Jacob Rees-Mogg has sought to soften up Tory Eurosceptic MPs by urging them to accept that “compromise will inevitably be needed” in the run-up to a historic European Council summit on Thursday.
Mr Rees-Mogg, a leading anti-EU figure, is among the senior ministers trying to sell a potential compromise deal to hardline Brexiters.
Writing in the Sunday Telegraph, the leader of the House of Commons insisted that Boris Johnson could be trusted because of his role in the 2016 Vote Leave campaign. “As a Leaver Boris can be trusted. He wants to take back control and has dedicated his political career to this noble cause,” he wrote.
The UK government is braced for a political backlash from Eurosceptics when the final details of the new plan are made public: cabinet ministers are set to receive a briefing later on Sunday.
On Saturday Nigel Dodds, deputy leader of the Democratic Unionist party, voiced doubts about the idea of a “double customs” plan for Northern Ireland in the first sign of resistance to Mr Johnson’s new Brexit proposals.
Northern Ireland must remain fully part of the UK customs union. And Boris Johnson knows it very well
Mr Johnson, the UK’s Brexiter prime minister, has put forward the idea that Northern Ireland could remain legally part of the UK customs area while in practice it would be part of the EU’s customs territory.
But Mr Dodds, speaking to Italian newspaper La Repubblica, hinted that the DUP would not find any such solution acceptable: “Northern Ireland must remain fully part of the UK customs union. And Boris Johnson knows it very well,” he said. “It cannot work because Northern Ireland has to remain fully part of the UK customs union.”
Mr Rees-Mogg told Sky News on Sunday that the government would wait to see the DUP’s reaction once Britain’s actual proposals are published. “Northern Ireland will remain within the UK customs union, we have been explicit about this,” he said.
The current proposal is not dissimilar to the previous idea of a “customs partnership” that was criticised by Mr Rees-Mogg at the time as “cretinous” and “a betrayal of good sense”.
On Sunday Mr Rees-Mogg conceded he could have to “eat my own words”, quoting the Winston Churchill aphorism that eating one’s own words could be a “nourishing diet”.
Mr Rees-Mogg also dismissed comments from Dominic Grieve, former Tory attorney-general, who said the government would need to delay Brexit — even if it gets a new deal through the House of Commons — to give parliament sufficient time to scrutinise the withdrawal agreement bill. “The prime minister is absolutely clear that we are leaving on the 31st of October . . . he is not going to Europe to ask for an extension,” Mr Rees-Mogg said.
Mr Johnson will speak to senior European figures within the next 24 hours to try to drum up support for his deal: European Commission president Jean-Claude Juncker, German chancellor Angela Merkel and French president Emmanuel Macron. He will repeat his threat to take the UK out of the EU without a deal if no-deal is possible — despite the fact that parliament has already voted to force a delay to Brexit in those circumstances.

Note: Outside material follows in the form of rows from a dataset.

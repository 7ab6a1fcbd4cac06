// SPDX-License-Identifier: PMPL-1.0-or-later
// Copyright (c) 2026 Jonathan D.A. Jewell (hyperpolymath) <jonathan.jewell@open.ac.uk>
//
// Bookgate — Core types and error definitions shared across all crates.

pub mod config;
pub mod error;
pub mod human_errors;
pub mod types;

pub use config::{AppConfig, BootstrapAccount};
pub use error::BookgateError;
pub use types::*;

Brussels is this weekend holding last-ditch talks with Mr Johnson’s team aimed at preventing a no-deal Brexit after a breakthrough in talks between the two sides sparked hopes of an agreement.

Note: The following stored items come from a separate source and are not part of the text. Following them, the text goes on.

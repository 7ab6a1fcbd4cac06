// SPDX-License-Identifier: PMPL-1.0-or-later
// Copyright (c) 2026 Jonathan D.A. Jewell (hyperpolymath) <jonathan.jewell@open.ac.uk>
//
// Catalog manager — create, read, update, and delete catalog entries.

use std::sync::Arc;

use bookgate_core::error::{BookgateError, Result};
use bookgate_core::types::{CatalogEntry, EntryId, EntryUpdate, NewEntry, non_empty};
use tracing::{info, instrument};

use crate::session::LibrarianGrant;
use crate::store::EntityStore;

pub struct CatalogManager {
    store: Arc<EntityStore>,
}

impl CatalogManager {
    pub fn new(store: Arc<EntityStore>) -> Self {
        Self { store }
    }

    /// Publish a new entry. Blank locators are stored as absent.
    #[instrument(skip(self, grant, entry), fields(librarian = %grant.user_id()))]
    pub fn create(&self, grant: &LibrarianGrant, entry: NewEntry) -> Result<EntryId> {
        require_text(&entry.title, &entry.author, &entry.description)?;

        let entry = NewEntry {
            cover_locator: non_empty(entry.cover_locator.as_deref()).map(str::to_owned),
            document_locator: non_empty(entry.document_locator.as_deref()).map(str::to_owned),
            ..entry
        };
        let id = self.store.insert_entry(&entry)?;

        info!(entry_id = %id, "catalog entry created");
        Ok(id)
    }

    pub fn get(&self, id: EntryId) -> Result<CatalogEntry> {
        self.store.entry(id)?.ok_or(BookgateError::NotFound(id))
    }

    /// A fresh snapshot of every entry.
    pub fn list_all(&self) -> Result<Vec<CatalogEntry>> {
        self.store.entries()
    }

    /// Entries whose title or author contains `query`, ignoring case.
    /// A blank query matches everything.
    pub fn search(&self, query: &str) -> Result<Vec<CatalogEntry>> {
        let needle = query.trim().to_lowercase();
        let mut entries = self.store.entries()?;
        if !needle.is_empty() {
            entries.retain(|e| {
                e.title.to_lowercase().contains(&needle) || e.author.to_lowercase().contains(&needle)
            });
        }
        Ok(entries)
    }

    /// Overwrite an entry's text; replace a locator only when a non-empty
    /// one is supplied.
    #[instrument(skip(self, grant, update), fields(librarian = %grant.user_id(), entry_id = %update.id))]
    pub fn update(&self, grant: &LibrarianGrant, update: EntryUpdate) -> Result<()> {
        require_text(&update.title, &update.author, &update.description)?;

        if !self.store.update_entry(&update)? {
            return Err(BookgateError::NotFound(update.id));
        }
        info!("catalog entry updated");
        Ok(())
    }

    /// Remove an entry and every credential for it. Returns whether the entry
    /// existed.
    #[instrument(skip(self, grant), fields(librarian = %grant.user_id()))]
    pub fn delete(&self, grant: &LibrarianGrant, id: EntryId) -> Result<bool> {
        self.store.delete_entry(id)
    }
}

fn require_text(title: &str, author: &str, description: &str) -> Result<()> {
    if title.trim().is_empty() {
        return Err(BookgateError::MissingField("title"));
    }
    if author.trim().is_empty() {
        return Err(BookgateError::MissingField("author"));
    }
    if description.trim().is_empty() {
        return Err(BookgateError::MissingField("description"));
    }
    Ok(())
}
// SPDX-License-Identifier: PMPL-1.0-or-later
// Copyright (c) 2026 Jonathan D.A. Jewell (hyperpolymath) <jonathan.jewell@open.ac.uk>
//
// Central service layer — opens the databases in the data directory, loads
// the configuration, and records every access decision in the audit trail.
//
// Audit subjects never carry secrets: users are `user:<email>`, entries are
// `book:<id>`, and credentials are `key:<fingerprint>`.

use std::path::{Path, PathBuf};
use std::sync::Arc;

use bookgate_core::error::{BookgateError, Result};
use bookgate_core::types::{
    Access, CatalogEntry, CredentialId, CredentialListing, EntryId, EntryUpdate, NewEntry, User,
    UserId,
};
use bookgate_core::AppConfig;
use bookgate_security::audit::{AuditEntry, AuditLog};
use bookgate_security::integrity::fingerprint;
use bookgate_store::{
    CatalogManager, CredentialGate, EntityStore, IdentityService, Registration, Session,
};
use tracing::{error, info};

const CONFIG_FILE: &str = "config.json";
const STORE_FILE: &str = "bookgate.db";
const AUDIT_FILE: &str = "audit.db";

/// Everything a command handler needs, opened once per invocation.
pub struct AppServices {
    identity: IdentityService,
    catalog: CatalogManager,
    gate: CredentialGate,
    audit_log: Option<AuditLog>,
    config: AppConfig,
    data_dir: PathBuf,
}

impl AppServices {
    /// Open the store and audit log under `data_dir` and seed the bootstrap
    /// librarian if configured.
    pub fn init(data_dir: PathBuf) -> Result<Self> {
        info!(path = %data_dir.display(), "initialising app services");

        let config = load_config(&data_dir)?;
        let store = Arc::new(EntityStore::open(data_dir.join(STORE_FILE))?);
        let identity = IdentityService::new(Arc::clone(&store), &config)?;

        let audit_log = if config.audit_enabled {
            Some(AuditLog::open(data_dir.join(AUDIT_FILE))?)
        } else {
            None
        };

        let services = Self {
            identity,
            catalog: CatalogManager::new(Arc::clone(&store)),
            gate: CredentialGate::new(store),
            audit_log,
            config,
            data_dir,
        };

        if let Some(account) = &services.config.bootstrap_librarian {
            if services.identity.ensure_bootstrap_librarian(account)? {
                services.audit("register", &user_subject(&account.email), true, Some("bootstrap librarian"));
            }
        }

        Ok(services)
    }

    pub fn data_dir(&self) -> &Path {
        &self.data_dir
    }

    pub fn config(&self) -> &AppConfig {
        &self.config
    }

    pub fn config_path(&self) -> PathBuf {
        self.data_dir.join(CONFIG_FILE)
    }

    /// Write the active configuration to `config.json` unless the file
    /// already exists. Returns whether it was written.
    pub fn write_config_if_missing(&self) -> Result<bool> {
        if self.config_path().exists() {
            return Ok(false);
        }
        persist_config(&self.data_dir, &self.config)?;
        Ok(true)
    }

    // -- Identity ------------------------------------------------------------

    pub fn register(&self, registration: &Registration) -> Result<UserId> {
        let result = self.identity.register(registration);
        self.audit_result(
            "register",
            &user_subject(&registration.email),
            &result,
            Some(registration.requested_role.as_str()),
        );
        result
    }

    pub fn login(&self, email: &str, password: &str, as_librarian: bool) -> Result<Session> {
        let result = if as_librarian {
            self.identity.login_as_librarian(email, password)
        } else {
            self.identity.login(email, password)
        };
        self.audit_result("login", &user_subject(email), &result, None);
        result
    }

    pub fn user(&self, email: &str) -> Result<User> {
        self.identity.user(email)?.ok_or(BookgateError::UnknownUser)
    }

    // -- Catalog -------------------------------------------------------------

    pub fn books(&self) -> Result<Vec<CatalogEntry>> {
        self.catalog.list_all()
    }

    pub fn search_books(&self, query: &str) -> Result<Vec<CatalogEntry>> {
        self.catalog.search(query)
    }

    pub fn book(&self, id: EntryId) -> Result<CatalogEntry> {
        self.catalog.get(id)
    }

    pub fn add_book(&self, session: &Session, entry: NewEntry) -> Result<EntryId> {
        let grant = session.librarian()?;
        let id = self.catalog.create(&grant, entry)?;
        self.audit("book_create", &book_subject(id), true, None);
        Ok(id)
    }

    pub fn edit_book(&self, session: &Session, update: EntryUpdate) -> Result<()> {
        let grant = session.librarian()?;
        let subject = book_subject(update.id);
        let result = self.catalog.update(&grant, update);
        self.audit_result("book_update", &subject, &result, None);
        result
    }

    pub fn delete_book(&self, session: &Session, id: EntryId) -> Result<bool> {
        let grant = session.librarian()?;
        let existed = self.catalog.delete(&grant, id)?;
        self.audit("book_delete", &book_subject(id), existed, None);
        Ok(existed)
    }

    // -- Download keys -------------------------------------------------------

    /// Outstanding keys, optionally only those for one entry.
    pub fn keys(&self, session: &Session, entry: Option<EntryId>) -> Result<Vec<CredentialListing>> {
        let grant = session.librarian()?;
        let mut listings = self.gate.list(&grant)?;
        if let Some(entry) = entry {
            listings.retain(|l| l.entry_id == entry);
        }
        Ok(listings)
    }

    /// Issue `value`, or a generated value when none is given. Returns the
    /// id and the value so the librarian can pass it on.
    pub fn issue_key(
        &self,
        session: &Session,
        entry: EntryId,
        value: Option<&str>,
    ) -> Result<(CredentialId, String)> {
        let grant = session.librarian()?;
        let issued = match value {
            Some(value) => self
                .gate
                .issue(&grant, entry, value)
                .map(|id| (id, value.to_owned())),
            None => self.gate.issue_generated(&grant, entry),
        };

        let details = format!("book {entry}");
        match &issued {
            Ok((_, value)) => self.audit("key_issue", &key_subject(value), true, Some(&details)),
            Err(e) => self.audit("key_issue", &book_subject(entry), false, Some(&e.to_string())),
        }
        issued
    }

    pub fn revoke_key(&self, session: &Session, value: &str) -> Result<bool> {
        let grant = session.librarian()?;
        let removed = self.gate.revoke(&grant, value)?;
        self.audit("key_revoke", &key_subject(value), removed, None);
        Ok(removed)
    }

    /// Resolve a download: librarians pass straight through, members redeem
    /// `key` if they supplied one.
    pub fn download(&self, session: &Session, entry: EntryId, key: Option<&str>) -> Result<Access> {
        let access = self.gate.request_access(entry, session)?;
        if access.is_granted() {
            self.audit("access_bypass", &book_subject(entry), true, Some(&user_subject(session.email())));
            return Ok(access);
        }

        let Some(key) = key else {
            return Ok(Access::RequiresCredential);
        };
        let result = self.gate.redeem(key, entry);
        let details = format!("book {entry} by {}", user_subject(session.email()));
        self.audit_result("key_redeem", &key_subject(key), &result, Some(&details));
        result
    }

    // -- Audit ---------------------------------------------------------------

    pub fn recent_audit_entries(&self, session: &Session, limit: u32) -> Result<Vec<AuditEntry>> {
        session.librarian()?;
        self.audit_log()?.recent_entries(limit)
    }

    pub fn audit_entries_for_subject(&self, session: &Session, subject: &str) -> Result<Vec<AuditEntry>> {
        session.librarian()?;
        self.audit_log()?.entries_for_subject(subject)
    }

    /// Record an audit entry. Failures are logged, never surfaced.
    pub fn audit(&self, action: &str, subject: &str, success: bool, details: Option<&str>) {
        if let Some(log) = &self.audit_log {
            if let Err(e) = log.record(action, subject, success, details) {
                error!(error = %e, "failed to record audit entry");
            }
        }
    }

    fn audit_result<T>(&self, action: &str, subject: &str, result: &Result<T>, details: Option<&str>) {
        match result {
            Ok(_) => self.audit(action, subject, true, details),
            Err(e) => self.audit(action, subject, false, Some(&e.to_string())),
        }
    }

    fn audit_log(&self) -> Result<&AuditLog> {
        self.audit_log
            .as_ref()
            .ok_or_else(|| BookgateError::Config("audit trail is disabled".into()))
    }
}

pub fn user_subject(email: &str) -> String {
    format!("user:{email}")
}

pub fn book_subject(id: EntryId) -> String {
    format!("book:{id}")
}

pub fn key_subject(value: &str) -> String {
    format!("key:{}", fingerprint(value))
}

// -- Config file persistence -------------------------------------------------

/// Defaults when the file is absent; a file that exists must parse.
fn load_config(data_dir: &Path) -> Result<AppConfig> {
    let path = data_dir.join(CONFIG_FILE);
    if !path.exists() {
        return Ok(AppConfig::default());
    }
    let data = std::fs::read_to_string(&path)?;
    Ok(serde_json::from_str(&data)?)
}

fn persist_config(data_dir: &Path, config: &AppConfig) -> Result<()> {
    let path = data_dir.join(CONFIG_FILE);
    let json = serde_json::to_string_pretty(config)?;
    std::fs::write(&path, json)?;
    Ok(())
}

Mr Johnson’s team are drawing up plans to fudge the most controversial issue dogging the talks: whether Northern Ireland should be part of the EU customs union to avoid the need for a hard border with the Republic.

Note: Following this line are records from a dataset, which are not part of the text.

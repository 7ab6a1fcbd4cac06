// SPDX-License-Identifier: PMPL-1.0-or-later
// Copyright (c) 2026 Jonathan D.A. Jewell (hyperpolymath) <jonathan.jewell@open.ac.uk>
//
// Password hashing — salted PBKDF2-HMAC-SHA256 via `ring`.
//
// Stored form:
//   pbkdf2-sha256$<iterations>$<salt hex>$<derived key hex>
//
// The iteration count travels with each hash, so raising it in the config
// only affects passwords hashed afterwards; older hashes keep verifying.

use std::num::NonZeroU32;

use bookgate_core::error::{BookgateError, Result};
use ring::digest::SHA256_OUTPUT_LEN;
use ring::pbkdf2::{self, PBKDF2_HMAC_SHA256};
use ring::rand::{SecureRandom, SystemRandom};
use tracing::{debug, instrument};

const SCHEME: &str = "pbkdf2-sha256";
const SALT_LEN: usize = 16;

/// Hashes and verifies user passwords.
pub struct PasswordHasher {
    iterations: NonZeroU32,
    rng: SystemRandom,
}

impl PasswordHasher {
    /// Create a hasher that derives new hashes with `iterations` rounds.
    pub fn new(iterations: u32) -> Result<Self> {
        let iterations = NonZeroU32::new(iterations)
            .ok_or_else(|| BookgateError::Config("pbkdf2_iterations must be non-zero".into()))?;
        Ok(Self {
            iterations,
            rng: SystemRandom::new(),
        })
    }

    /// Hash `password` with a fresh random salt.
    #[instrument(skip_all, fields(iterations = self.iterations.get()))]
    pub fn hash(&self, password: &str) -> Result<String> {
        let mut salt = [0u8; SALT_LEN];
        self.rng
            .fill(&mut salt)
            .map_err(|e| BookgateError::Crypto(format!("salt generation failed: {e}")))?;

        let mut derived = [0u8; SHA256_OUTPUT_LEN];
        pbkdf2::derive(PBKDF2_HMAC_SHA256, self.iterations, &salt, password.as_bytes(), &mut derived);

        debug!("password hashed");
        Ok(format!(
            "{SCHEME}${}${}${}",
            self.iterations,
            hex::encode(salt),
            hex::encode(derived)
        ))
    }

    /// Check `password` against a stored hash in constant time.
    ///
    /// Returns `Ok(false)` for a wrong password and an error only when the
    /// stored hash itself is malformed.
    pub fn verify(&self, password: &str, stored: &str) -> Result<bool> {
        let parsed = ParsedHash::parse(stored)?;
        Ok(pbkdf2::verify(
            PBKDF2_HMAC_SHA256,
            parsed.iterations,
            &parsed.salt,
            password.as_bytes(),
            &parsed.derived,
        )
        .is_ok())
    }
}

struct ParsedHash {
    iterations: NonZeroU32,
    salt: Vec<u8>,
    derived: Vec<u8>,
}

impl ParsedHash {
    fn parse(stored: &str) -> Result<Self> {
        let malformed = |what: &str| BookgateError::Crypto(format!("stored hash: {what}"));

        let mut parts = stored.split('$');
        if parts.next() != Some(SCHEME) {
            return Err(malformed("unknown scheme"));
        }
        let iterations = parts
            .next()
            .and_then(|n| n.parse::<u32>().ok())
            .and_then(NonZeroU32::new)
            .ok_or_else(|| malformed("bad iteration count"))?;
        let salt = parts
            .next()
            .and_then(|s| hex::decode(s).ok())
            .ok_or_else(|| malformed("bad salt"))?;
        let derived = parts
            .next()
            .and_then(|s| hex::decode(s).ok())
            .filter(|d| d.len() == SHA256_OUTPUT_LEN)
            .ok_or_else(|| malformed("bad derived key"))?;
        if parts.next().is_some() {
            return Err(malformed("trailing data"));
        }

        Ok(Self {
            iterations,
            salt,
            derived,
        })
    }
}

Officials close to the negotiations say Mr Johnson would keep Northern Ireland in the UK customs territory in legal terms, meaning it would benefit from any free trade deals struck with third countries, but in practical terms it would be part of the EU customs area.
Britain’s five main business groups have meanwhile written to EU and UK leaders urging them to avoid an “unnecessary, damaging no-deal exit” that would only mean an “extension of uncertainty” and prolong the pain of recent years.
In a letter to Mr Johnson, European Council president Donald Tusk and Mr Juncker — seen by the Financial Times — the business groups urged a “negotiated settlement” even if that could take longer than expected.
“We ask you both to continue the positive tone of discussions,” said the BCC, CBI, FSB, IoD and Make UK. “No-deal does not deliver a clean break. It does not end the uncertainty that stifles business investment and expansion. It does not mean an end to negotiations but instead new, more difficult negotiations.”